* **Action item**
Within these entries, which lines include the string "MemoryDatastore"? Copy each one.

Saved data entries
▶

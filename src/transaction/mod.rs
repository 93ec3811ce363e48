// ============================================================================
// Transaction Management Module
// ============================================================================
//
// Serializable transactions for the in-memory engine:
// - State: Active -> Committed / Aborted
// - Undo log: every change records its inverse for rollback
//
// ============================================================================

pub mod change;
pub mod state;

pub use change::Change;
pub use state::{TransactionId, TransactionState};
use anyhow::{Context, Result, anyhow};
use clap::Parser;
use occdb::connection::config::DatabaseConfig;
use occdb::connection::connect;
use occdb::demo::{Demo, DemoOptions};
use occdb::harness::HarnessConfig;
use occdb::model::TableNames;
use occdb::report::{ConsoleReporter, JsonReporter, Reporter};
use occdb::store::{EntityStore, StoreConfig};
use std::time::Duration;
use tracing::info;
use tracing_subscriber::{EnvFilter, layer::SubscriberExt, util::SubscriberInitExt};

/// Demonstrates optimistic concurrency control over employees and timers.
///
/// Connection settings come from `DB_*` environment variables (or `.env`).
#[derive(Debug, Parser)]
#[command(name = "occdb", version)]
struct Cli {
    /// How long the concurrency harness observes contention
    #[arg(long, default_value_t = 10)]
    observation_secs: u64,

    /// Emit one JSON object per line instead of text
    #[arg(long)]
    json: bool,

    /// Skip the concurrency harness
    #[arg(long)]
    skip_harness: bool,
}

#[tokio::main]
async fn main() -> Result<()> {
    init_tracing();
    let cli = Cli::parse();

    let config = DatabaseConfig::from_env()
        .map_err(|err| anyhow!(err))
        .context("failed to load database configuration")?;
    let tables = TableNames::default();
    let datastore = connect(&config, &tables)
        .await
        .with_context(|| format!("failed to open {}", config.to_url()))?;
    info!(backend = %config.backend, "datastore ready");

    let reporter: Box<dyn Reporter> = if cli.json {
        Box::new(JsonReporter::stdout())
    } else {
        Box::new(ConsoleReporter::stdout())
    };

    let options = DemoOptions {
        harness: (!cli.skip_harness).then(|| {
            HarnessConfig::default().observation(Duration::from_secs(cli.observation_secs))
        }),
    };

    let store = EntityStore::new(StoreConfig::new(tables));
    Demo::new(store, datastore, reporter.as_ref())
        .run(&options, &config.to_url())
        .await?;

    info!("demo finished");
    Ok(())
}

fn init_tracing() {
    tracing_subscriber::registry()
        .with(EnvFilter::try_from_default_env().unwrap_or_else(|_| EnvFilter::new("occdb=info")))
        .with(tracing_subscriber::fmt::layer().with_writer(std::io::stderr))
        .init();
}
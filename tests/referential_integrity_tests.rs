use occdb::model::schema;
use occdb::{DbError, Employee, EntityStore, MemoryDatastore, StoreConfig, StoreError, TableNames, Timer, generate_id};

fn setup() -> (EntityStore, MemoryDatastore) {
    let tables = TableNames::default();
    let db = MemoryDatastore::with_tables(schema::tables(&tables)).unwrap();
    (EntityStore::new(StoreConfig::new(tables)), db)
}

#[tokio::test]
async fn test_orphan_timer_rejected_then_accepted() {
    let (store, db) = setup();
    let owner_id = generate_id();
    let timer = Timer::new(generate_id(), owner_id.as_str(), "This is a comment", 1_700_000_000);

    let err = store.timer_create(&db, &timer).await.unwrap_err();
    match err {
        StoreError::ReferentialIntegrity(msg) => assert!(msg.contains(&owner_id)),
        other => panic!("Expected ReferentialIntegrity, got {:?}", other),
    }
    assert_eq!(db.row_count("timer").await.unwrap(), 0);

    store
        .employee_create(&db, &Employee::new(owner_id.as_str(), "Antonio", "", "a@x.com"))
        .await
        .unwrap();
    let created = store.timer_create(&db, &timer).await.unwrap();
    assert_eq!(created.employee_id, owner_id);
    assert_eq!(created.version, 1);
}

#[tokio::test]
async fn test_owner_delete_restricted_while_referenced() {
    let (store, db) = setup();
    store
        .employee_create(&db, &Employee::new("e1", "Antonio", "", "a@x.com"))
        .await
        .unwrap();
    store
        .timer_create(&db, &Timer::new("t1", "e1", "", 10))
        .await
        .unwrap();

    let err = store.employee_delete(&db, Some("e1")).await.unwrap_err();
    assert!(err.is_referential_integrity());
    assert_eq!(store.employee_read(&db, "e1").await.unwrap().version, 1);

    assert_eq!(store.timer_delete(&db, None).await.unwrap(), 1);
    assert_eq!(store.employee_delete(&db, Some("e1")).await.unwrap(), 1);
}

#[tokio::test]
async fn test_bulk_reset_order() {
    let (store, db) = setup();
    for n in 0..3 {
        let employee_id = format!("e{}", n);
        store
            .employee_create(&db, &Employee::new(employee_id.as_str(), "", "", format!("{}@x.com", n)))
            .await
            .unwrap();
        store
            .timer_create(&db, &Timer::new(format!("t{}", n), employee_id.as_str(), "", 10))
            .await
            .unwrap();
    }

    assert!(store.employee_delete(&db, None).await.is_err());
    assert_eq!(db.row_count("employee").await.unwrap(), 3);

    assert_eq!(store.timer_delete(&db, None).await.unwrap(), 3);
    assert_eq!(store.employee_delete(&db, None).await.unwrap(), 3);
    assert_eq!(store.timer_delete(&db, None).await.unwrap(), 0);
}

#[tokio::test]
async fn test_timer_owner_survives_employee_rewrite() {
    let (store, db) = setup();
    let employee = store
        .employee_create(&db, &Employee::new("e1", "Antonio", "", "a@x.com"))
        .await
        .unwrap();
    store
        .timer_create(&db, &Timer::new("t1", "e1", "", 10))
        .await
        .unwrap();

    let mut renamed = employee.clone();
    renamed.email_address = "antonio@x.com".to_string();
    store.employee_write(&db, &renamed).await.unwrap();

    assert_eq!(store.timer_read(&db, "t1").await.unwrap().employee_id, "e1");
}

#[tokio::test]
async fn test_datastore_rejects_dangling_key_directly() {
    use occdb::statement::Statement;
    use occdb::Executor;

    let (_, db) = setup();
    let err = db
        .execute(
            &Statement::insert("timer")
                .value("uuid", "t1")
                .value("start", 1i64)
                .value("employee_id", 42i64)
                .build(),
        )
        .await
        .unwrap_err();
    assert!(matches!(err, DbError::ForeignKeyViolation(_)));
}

◀

* **Output below**
use occdb::{DbError, Employee, EntityStore, MemoryDatastore, StoreConfig, StoreError, TableNames, Timer, generate_id};
fn setup() -> (EntityStore, MemoryDatastore) {
    let db = MemoryDatastore::with_tables(schema::tables(&tables)).unwrap();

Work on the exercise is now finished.